Cordova Bible 8
Cordova Bible 8
This is a fine example of a Masoretic Bible. “Masorah” means “tradition,” in this case the tradition of how the biblical text is pointed (with vowels) and therefore read. During the manuscript age, copying errors from one text to its copy were quite common, and students of the text lived with this fact. But the books of the Tanakh (Hebrew Bible) were considered to be divine communication, and so such errors—which might change the meaning of the text—were intolerable. To “freeze” the text in its correct form, attention was paid to the rarer words and forms in the biblical text, with the assumption that careful attention would preserve the text in its correct form. The notations surrounding the biblical text—in the margins, at the top of the page and at its bottom—provide the record of these rare forms and where else in the Tanakh (Hebrew Bible) they might be found.

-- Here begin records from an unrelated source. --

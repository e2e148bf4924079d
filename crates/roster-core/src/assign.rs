//! Request orchestration for assignments, generic over any [`RosterStore`].
//!
//! Every mutation is followed by a full reload of the event's participations
//! rather than a local patch, so the returned [`Partition`] always reflects
//! what the store holds.

use std::collections::HashSet;

use serde::{Deserialize, Serialize};
use tracing::{info, warn};
use uuid::Uuid;

use crate::{
  Error, Result,
  event::Event,
  participation::{AssignmentPatch, NewParticipation, Participation, ParticipationStatus},
  role::Role,
  roster::{Partition, partition, role_options},
  store::RosterStore,
};

// ─── Batch input ─────────────────────────────────────────────────────────────

/// One department/role assignment applied to several volunteers.
#[derive(Debug, Clone, PartialEq, Eq, Serialize, Deserialize)]
pub struct BatchAssignment {
  pub volunteer_ids:  Vec<Uuid>,
  pub department_id:  Option<Uuid>,
  #[serde(default)]
  pub assigned_roles: Vec<String>,
}

impl BatchAssignment {
  /// Check the selection is usable; returns the chosen department.
  pub fn validate(&self) -> Result<Uuid> {
    if self.volunteer_ids.is_empty() {
      return Err(Error::NoVolunteersSelected);
    }
    self.department_id.ok_or(Error::NoDepartmentSelected)
  }

  /// One record per distinct volunteer, in selection order, all with status
  /// [`ParticipationStatus::Assigned`].
  pub fn into_participations(self, event_id: Uuid) -> Result<Vec<NewParticipation>> {
    let department_id = self.validate()?;
    let mut seen = HashSet::new();
    Ok(
      self
        .volunteer_ids
        .into_iter()
        .filter(|id| seen.insert(*id))
        .map(|volunteer_id| NewParticipation {
          event_id,
          volunteer_id,
          department_id: Some(department_id),
          assigned_roles: self.assigned_roles.clone(),
          status: ParticipationStatus::Assigned,
        })
        .collect(),
    )
  }
}

// ─── Reads ───────────────────────────────────────────────────────────────────

/// Load everything needed for `event_id` and partition it.
///
/// Participations pointing at a missing volunteer are logged and returned in
/// [`Partition::orphaned`].
pub async fn load_partition<S: RosterStore>(store: &S, event_id: Uuid) -> Result<Partition> {
  let split = read_partition(store, event_id).await?;
  for orphan in &split.orphaned {
    warn!(
      event = %event_id,
      participation = %orphan.participation_id,
      volunteer = %orphan.volunteer_id,
      "participation references a volunteer that no longer exists"
    );
  }
  Ok(split)
}

async fn read_partition<S: RosterStore>(store: &S, event_id: Uuid) -> Result<Partition> {
  store
    .get_event(event_id)
    .await
    .map_err(Error::store)?
    .ok_or(Error::EventNotFound(event_id))?;

  let volunteers = store.list_volunteers().await.map_err(Error::store)?;
  let departments = store.list_departments().await.map_err(Error::store)?;
  let participations = store
    .list_participations(event_id)
    .await
    .map_err(Error::store)?;

  Ok(partition(event_id, &volunteers, &departments, &participations))
}

/// The events `volunteer_id` has at least one participation in.
pub async fn volunteer_events<S: RosterStore>(store: &S, volunteer_id: Uuid) -> Result<Vec<Event>> {
  store
    .get_volunteer(volunteer_id)
    .await
    .map_err(Error::store)?
    .ok_or(Error::VolunteerNotFound(volunteer_id))?;

  let event_ids: HashSet<Uuid> = store
    .list_volunteer_participations(volunteer_id)
    .await
    .map_err(Error::store)?
    .into_iter()
    .map(|p| p.event_id)
    .collect();

  let events = store.list_events().await.map_err(Error::store)?;
  Ok(
    events
      .into_iter()
      .filter(|e| event_ids.contains(&e.event_id))
      .collect(),
  )
}

// ─── Writes ──────────────────────────────────────────────────────────────────

/// Assign every volunteer in `batch` to `event_id` and return the reloaded
/// partition.
///
/// The selection is validated before the store is touched. Creates are issued
/// one per volunteer and are not atomic as a group: if one fails, the ones
/// before it stay and [`Error::BatchIncomplete`] is returned.
pub async fn confirm_batch_assignment<S: RosterStore>(
  store: &S,
  event_id: Uuid,
  batch: BatchAssignment,
) -> Result<Partition> {
  let department_id = batch.validate()?;

  let current = read_partition(store, event_id).await?;
  let roles = load_department_roles(store, department_id).await?;
  check_roles(&roles, department_id, &batch.assigned_roles, &[])?;

  let records = batch.into_participations(event_id)?;
  for record in &records {
    if current.is_assigned(record.volunteer_id) {
      return Err(Error::AlreadyAssigned { volunteer: record.volunteer_id, event: event_id });
    }
  }
  let ids: Vec<Uuid> = records.iter().map(|r| r.volunteer_id).collect();
  let known = store.get_volunteers(&ids).await.map_err(Error::store)?;
  if let Some(missing) = ids
    .iter()
    .find(|id| !known.iter().any(|v| v.volunteer_id == **id))
  {
    return Err(Error::VolunteerNotFound(*missing));
  }

  let requested = records.len();
  info!(event = %event_id, department = %department_id, requested, "assigning volunteers");

  for (created, record) in records.into_iter().enumerate() {
    if let Err(e) = store.record_participation(record).await {
      warn!(event = %event_id, created, requested, error = %e, "batch assignment stopped");
      return Err(Error::BatchIncomplete { created, requested, source: Box::new(e) });
    }
  }

  load_partition(store, event_id).await
}

/// Overwrite the department and roles of one participation.
///
/// When the department is unchanged, role names already on the record are
/// accepted even if the department no longer offers them. Every other name
/// must be offered by the patched department.
pub async fn update_assignment<S: RosterStore>(
  store: &S,
  participation_id: Uuid,
  patch: AssignmentPatch,
) -> Result<Participation> {
  let existing = store
    .get_participation(participation_id)
    .await
    .map_err(Error::store)?
    .ok_or(Error::ParticipationNotFound(participation_id))?;

  let roles = load_department_roles(store, patch.department_id).await?;
  let held: &[String] = if existing.department_id == Some(patch.department_id) {
    &existing.assigned_roles
  } else {
    &[]
  };
  check_roles(&roles, patch.department_id, &patch.assigned_roles, held)?;

  let updated = store
    .update_participation(participation_id, patch)
    .await
    .map_err(Error::store)?
    .ok_or(Error::ParticipationNotFound(participation_id))?;

  info!(
    participation = %participation_id,
    event = %updated.event_id,
    "assignment updated"
  );
  Ok(updated)
}

/// Record a participation status ("Assigned", "Withdrawn", "Unavailable").
/// Department and roles are left alone.
pub async fn set_participation_status<S: RosterStore>(
  store: &S,
  participation_id: Uuid,
  status: ParticipationStatus,
) -> Result<Participation> {
  let updated = store
    .set_participation_status(participation_id, status)
    .await
    .map_err(Error::store)?
    .ok_or(Error::ParticipationNotFound(participation_id))?;

  info!(
    participation = %participation_id,
    event = %updated.event_id,
    %status,
    "participation status set"
  );
  Ok(updated)
}

async fn load_department_roles<S: RosterStore>(store: &S, department_id: Uuid) -> Result<Vec<Role>> {
  let departments = store.list_departments().await.map_err(Error::store)?;
  if !departments.iter().any(|d| d.department_id == department_id) {
    return Err(Error::DepartmentNotFound(department_id));
  }
  store.list_roles().await.map_err(Error::store)
}

fn check_roles(
  roles: &[Role],
  department_id: Uuid,
  requested: &[String],
  already_held: &[String],
) -> Result<()> {
  let offered = role_options(roles, department_id);
  match requested
    .iter()
    .find(|name| !offered.offers(name) && !already_held.contains(name))
  {
    Some(name) => Err(Error::RoleNotInDepartment {
      role:       name.clone(),
      department: department_id,
    }),
    None => Ok(()),
  }
}

#[cfg(test)]
mod tests {
  use super::*;
  use crate::{
    action::{Action, NewAction},
    event::{ManualLink, NewEvent, NewManualLink},
    role::{Department, NewDepartment, NewRole},
    volunteer::{NewVolunteer, Volunteer},
  };

  // A store that fails the test if it is ever called.
  struct UntouchedStore;

  impl RosterStore for UntouchedStore {
    type Error = std::convert::Infallible;
    async fn add_volunteer(&self, _: NewVolunteer) -> Result<Volunteer, Self::Error> { unimplemented!() }
    async fn put_volunteer(&self, _: Uuid, _: NewVolunteer) -> Result<Volunteer, Self::Error> { unimplemented!() }
    async fn get_volunteer(&self, _: Uuid) -> Result<Option<Volunteer>, Self::Error> { unimplemented!() }
    async fn list_volunteers(&self) -> Result<Vec<Volunteer>, Self::Error> { unimplemented!() }
    async fn get_volunteers(&self, _: &[Uuid]) -> Result<Vec<Volunteer>, Self::Error> { unimplemented!() }
    async fn add_event(&self, _: NewEvent) -> Result<Event, Self::Error> { unimplemented!() }
    async fn get_event(&self, _: Uuid) -> Result<Option<Event>, Self::Error> { unimplemented!() }
    async fn list_events(&self) -> Result<Vec<Event>, Self::Error> { unimplemented!() }
    async fn add_department(&self, _: NewDepartment) -> Result<Department, Self::Error> { unimplemented!() }
    async fn list_departments(&self) -> Result<Vec<Department>, Self::Error> { unimplemented!() }
    async fn add_role(&self, _: NewRole) -> Result<Role, Self::Error> { unimplemented!() }
    async fn list_roles(&self) -> Result<Vec<Role>, Self::Error> { unimplemented!() }
    async fn delete_role(&self, _: Uuid) -> Result<bool, Self::Error> { unimplemented!() }
    async fn record_participation(&self, _: NewParticipation) -> Result<Participation, Self::Error> { unimplemented!() }
    async fn get_participation(&self, _: Uuid) -> Result<Option<Participation>, Self::Error> { unimplemented!() }
    async fn list_participations(&self, _: Uuid) -> Result<Vec<Participation>, Self::Error> { unimplemented!() }
    async fn list_volunteer_participations(&self, _: Uuid) -> Result<Vec<Participation>, Self::Error> { unimplemented!() }
    async fn update_participation(&self, _: Uuid, _: AssignmentPatch) -> Result<Option<Participation>, Self::Error> { unimplemented!() }
    async fn set_participation_status(&self, _: Uuid, _: ParticipationStatus) -> Result<Option<Participation>, Self::Error> { unimplemented!() }
    async fn add_action(&self, _: NewAction) -> Result<Action, Self::Error> { unimplemented!() }
    async fn list_actions(&self, _: Option<Uuid>) -> Result<Vec<Action>, Self::Error> { unimplemented!() }
    async fn add_link(&self, _: Uuid, _: NewManualLink) -> Result<ManualLink, Self::Error> { unimplemented!() }
    async fn list_links(&self, _: Uuid) -> Result<Vec<ManualLink>, Self::Error> { unimplemented!() }
    async fn add_admin(&self, _: &str) -> Result<(), Self::Error> { unimplemented!() }
    async fn is_admin(&self, _: &str) -> Result<bool, Self::Error> { unimplemented!() }
  }

  #[tokio::test]
  async fn empty_batch_is_rejected_before_any_store_call() {
    let batch = BatchAssignment {
      volunteer_ids:  vec![],
      department_id:  Some(Uuid::new_v4()),
      assigned_roles: vec![],
    };
    let err = confirm_batch_assignment(&UntouchedStore, Uuid::new_v4(), batch)
      .await
      .unwrap_err();
    assert!(matches!(err, Error::NoVolunteersSelected));
  }

  #[tokio::test]
  async fn batch_without_department_is_rejected_before_any_store_call() {
    let batch = BatchAssignment {
      volunteer_ids:  vec![Uuid::new_v4()],
      department_id:  None,
      assigned_roles: vec!["Cook".into()],
    };
    let err = confirm_batch_assignment(&UntouchedStore, Uuid::new_v4(), batch)
      .await
      .unwrap_err();
    assert!(matches!(err, Error::NoDepartmentSelected));
  }

  #[test]
  fn into_participations_dedupes_and_stamps_assigned() {
    let (event, dept, v1, v2) = (Uuid::new_v4(), Uuid::new_v4(), Uuid::new_v4(), Uuid::new_v4());
    let records = BatchAssignment {
      volunteer_ids:  vec![v1, v2, v1],
      department_id:  Some(dept),
      assigned_roles: vec!["R1".into(), "R2".into()],
    }
    .into_participations(event)
    .unwrap();

    assert_eq!(records.len(), 2);
    assert_eq!(records[0].volunteer_id, v1);
    assert_eq!(records[1].volunteer_id, v2);
    for r in &records {
      assert_eq!(r.event_id, event);
      assert_eq!(r.department_id, Some(dept));
      assert_eq!(r.assigned_roles, ["R1", "R2"]);
      assert_eq!(r.status, ParticipationStatus::Assigned);
    }
  }

  #[test]
  fn check_roles_accepts_held_names_only_as_leftovers() {
    let dept = Uuid::new_v4();
    let cook = NewRole { name: "Cook".into(), department_id: Some(dept), ..NewRole::default() }
      .into_role(Uuid::new_v4())
      .unwrap();
    let roles = [cook];

    assert!(check_roles(&roles, dept, &["Cook".into()], &[]).is_ok());
    assert!(check_roles(&roles, dept, &["Chef".into()], &[]).is_err());
    assert!(check_roles(&roles, dept, &["Chef".into()], &["Chef".into()]).is_ok());
  }
}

In addition to its Masoretic notes, this Tanakh illustrates the glories of a characteristically Jewish scribal art form—micrography (miniature writing). In micrography, the scribe uses Hebrew texts—often scriptural verses—and very fine writing to create decorative patterns and often images.
The micrography here offers an excellent example of the way tiny letters formed into patterns become art. The scribe uses his extraordinary skill to beautify the most holy book in Jewish tradition.